Transcribe, word for word and without additions, each line below from the one containing "impl std::fmt::Debug for" through the one containing "Credentials::Bearer(token) if !self.token.is_empty()", both ends included.
━━━ Given data
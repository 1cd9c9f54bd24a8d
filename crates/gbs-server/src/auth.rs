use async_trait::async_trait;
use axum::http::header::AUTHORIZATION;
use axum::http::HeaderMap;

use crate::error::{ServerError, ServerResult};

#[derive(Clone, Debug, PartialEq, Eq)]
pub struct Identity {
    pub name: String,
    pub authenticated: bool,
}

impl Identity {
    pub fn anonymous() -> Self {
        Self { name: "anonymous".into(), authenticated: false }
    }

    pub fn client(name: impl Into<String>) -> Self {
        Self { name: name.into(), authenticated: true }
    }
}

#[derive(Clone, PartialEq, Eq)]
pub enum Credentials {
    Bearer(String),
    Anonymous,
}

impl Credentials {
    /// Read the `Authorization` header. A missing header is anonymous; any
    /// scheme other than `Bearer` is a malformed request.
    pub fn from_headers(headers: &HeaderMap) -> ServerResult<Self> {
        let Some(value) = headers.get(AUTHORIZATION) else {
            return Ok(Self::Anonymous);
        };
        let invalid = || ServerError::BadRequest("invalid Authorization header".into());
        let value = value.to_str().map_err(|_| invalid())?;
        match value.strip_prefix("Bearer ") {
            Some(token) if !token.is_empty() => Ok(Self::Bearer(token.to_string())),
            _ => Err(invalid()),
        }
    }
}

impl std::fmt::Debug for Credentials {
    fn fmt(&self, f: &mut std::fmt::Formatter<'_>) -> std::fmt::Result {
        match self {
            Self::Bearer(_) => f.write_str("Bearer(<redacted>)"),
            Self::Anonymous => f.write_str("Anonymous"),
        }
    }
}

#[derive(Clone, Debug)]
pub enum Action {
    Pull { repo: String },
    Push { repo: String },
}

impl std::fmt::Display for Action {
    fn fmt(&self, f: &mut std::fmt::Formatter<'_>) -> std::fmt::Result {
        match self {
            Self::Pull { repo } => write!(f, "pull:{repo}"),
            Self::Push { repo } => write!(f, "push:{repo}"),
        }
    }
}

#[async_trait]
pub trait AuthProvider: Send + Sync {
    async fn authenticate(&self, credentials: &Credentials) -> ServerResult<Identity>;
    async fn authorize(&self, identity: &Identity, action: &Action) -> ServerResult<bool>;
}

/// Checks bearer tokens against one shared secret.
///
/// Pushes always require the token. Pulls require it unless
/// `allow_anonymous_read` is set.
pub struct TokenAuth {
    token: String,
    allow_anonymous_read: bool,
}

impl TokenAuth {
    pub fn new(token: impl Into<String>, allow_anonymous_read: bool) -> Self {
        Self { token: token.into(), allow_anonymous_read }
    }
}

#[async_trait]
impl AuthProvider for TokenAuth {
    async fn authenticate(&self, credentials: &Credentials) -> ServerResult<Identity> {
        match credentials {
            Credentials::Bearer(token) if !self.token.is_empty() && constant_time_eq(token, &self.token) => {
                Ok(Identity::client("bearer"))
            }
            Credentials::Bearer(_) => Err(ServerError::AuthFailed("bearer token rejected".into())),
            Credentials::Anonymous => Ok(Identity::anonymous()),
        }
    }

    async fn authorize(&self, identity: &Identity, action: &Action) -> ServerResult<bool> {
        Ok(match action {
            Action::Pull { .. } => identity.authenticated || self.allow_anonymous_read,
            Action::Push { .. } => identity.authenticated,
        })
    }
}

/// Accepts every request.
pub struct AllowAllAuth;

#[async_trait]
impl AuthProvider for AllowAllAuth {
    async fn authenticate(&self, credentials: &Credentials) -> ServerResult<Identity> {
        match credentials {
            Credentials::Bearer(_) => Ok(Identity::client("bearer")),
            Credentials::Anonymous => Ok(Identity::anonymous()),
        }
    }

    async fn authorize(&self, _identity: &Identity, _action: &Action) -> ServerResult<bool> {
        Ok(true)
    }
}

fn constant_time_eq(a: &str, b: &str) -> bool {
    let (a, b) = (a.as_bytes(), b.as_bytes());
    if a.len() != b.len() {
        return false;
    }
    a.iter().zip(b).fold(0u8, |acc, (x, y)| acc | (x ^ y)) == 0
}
━━━━━━
━━━ Given data
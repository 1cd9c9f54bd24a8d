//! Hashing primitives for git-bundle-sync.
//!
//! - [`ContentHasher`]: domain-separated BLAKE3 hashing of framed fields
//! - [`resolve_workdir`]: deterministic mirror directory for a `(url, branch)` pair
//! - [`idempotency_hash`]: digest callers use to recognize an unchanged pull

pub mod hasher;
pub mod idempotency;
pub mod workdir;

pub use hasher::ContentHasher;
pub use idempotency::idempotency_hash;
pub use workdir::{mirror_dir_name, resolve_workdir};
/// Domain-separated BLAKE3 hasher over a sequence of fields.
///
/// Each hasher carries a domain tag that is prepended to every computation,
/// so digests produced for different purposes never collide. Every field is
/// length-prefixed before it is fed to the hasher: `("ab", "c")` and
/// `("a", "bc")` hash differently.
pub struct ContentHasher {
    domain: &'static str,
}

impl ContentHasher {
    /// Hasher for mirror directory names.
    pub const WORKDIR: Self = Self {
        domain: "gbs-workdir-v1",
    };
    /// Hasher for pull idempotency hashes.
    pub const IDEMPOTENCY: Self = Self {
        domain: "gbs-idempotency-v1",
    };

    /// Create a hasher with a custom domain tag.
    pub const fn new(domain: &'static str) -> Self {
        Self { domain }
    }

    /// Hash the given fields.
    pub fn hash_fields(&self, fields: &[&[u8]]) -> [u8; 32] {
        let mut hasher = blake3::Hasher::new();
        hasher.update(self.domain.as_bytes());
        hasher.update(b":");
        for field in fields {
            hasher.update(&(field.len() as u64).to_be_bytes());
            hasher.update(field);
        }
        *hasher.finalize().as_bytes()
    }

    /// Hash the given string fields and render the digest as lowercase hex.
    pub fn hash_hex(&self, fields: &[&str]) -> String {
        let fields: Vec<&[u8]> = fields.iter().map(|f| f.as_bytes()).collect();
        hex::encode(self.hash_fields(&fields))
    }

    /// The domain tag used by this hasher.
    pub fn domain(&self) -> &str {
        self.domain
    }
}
━━━━━━
Answer box
impl std::fmt::Debug for Credentials {
    fn fmt(&self, f: &mut std::fmt::Formatter<'_>) -> std::fmt::Result {
        match self {
            Self::Bearer(_) => f.write_str("Bearer(<redacted>)"),
            Self::Anonymous => f.write_str("Anonymous"),
        }
    }
}

#[derive(Clone, Debug)]
pub enum Action {
    Pull { repo: String },
    Push { repo: String },
}

impl std::fmt::Display for Action {
    fn fmt(&self, f: &mut std::fmt::Formatter<'_>) -> std::fmt::Result {
        match self {
            Self::Pull { repo } => write!(f, "pull:{repo}"),
            Self::Push { repo } => write!(f, "push:{repo}"),
        }
    }
}

#[async_trait]
pub trait AuthProvider: Send + Sync {
    async fn authenticate(&self, credentials: &Credentials) -> ServerResult<Identity>;
    async fn authorize(&self, identity: &Identity, action: &Action) -> ServerResult<bool>;
}

/// Checks bearer tokens against one shared secret.
///
/// Pushes always require the token. Pulls require it unless
/// `allow_anonymous_read` is set.
pub struct TokenAuth {
    token: String,
    allow_anonymous_read: bool,
}

impl TokenAuth {
    pub fn new(token: impl Into<String>, allow_anonymous_read: bool) -> Self {
        Self { token: token.into(), allow_anonymous_read }
    }
}

#[async_trait]
impl AuthProvider for TokenAuth {
    async fn authenticate(&self, credentials: &Credentials) -> ServerResult<Identity> {
        match credentials {
            Credentials::Bearer(token) if !self.token.is_empty() && constant_time_eq(token, &self.token) => {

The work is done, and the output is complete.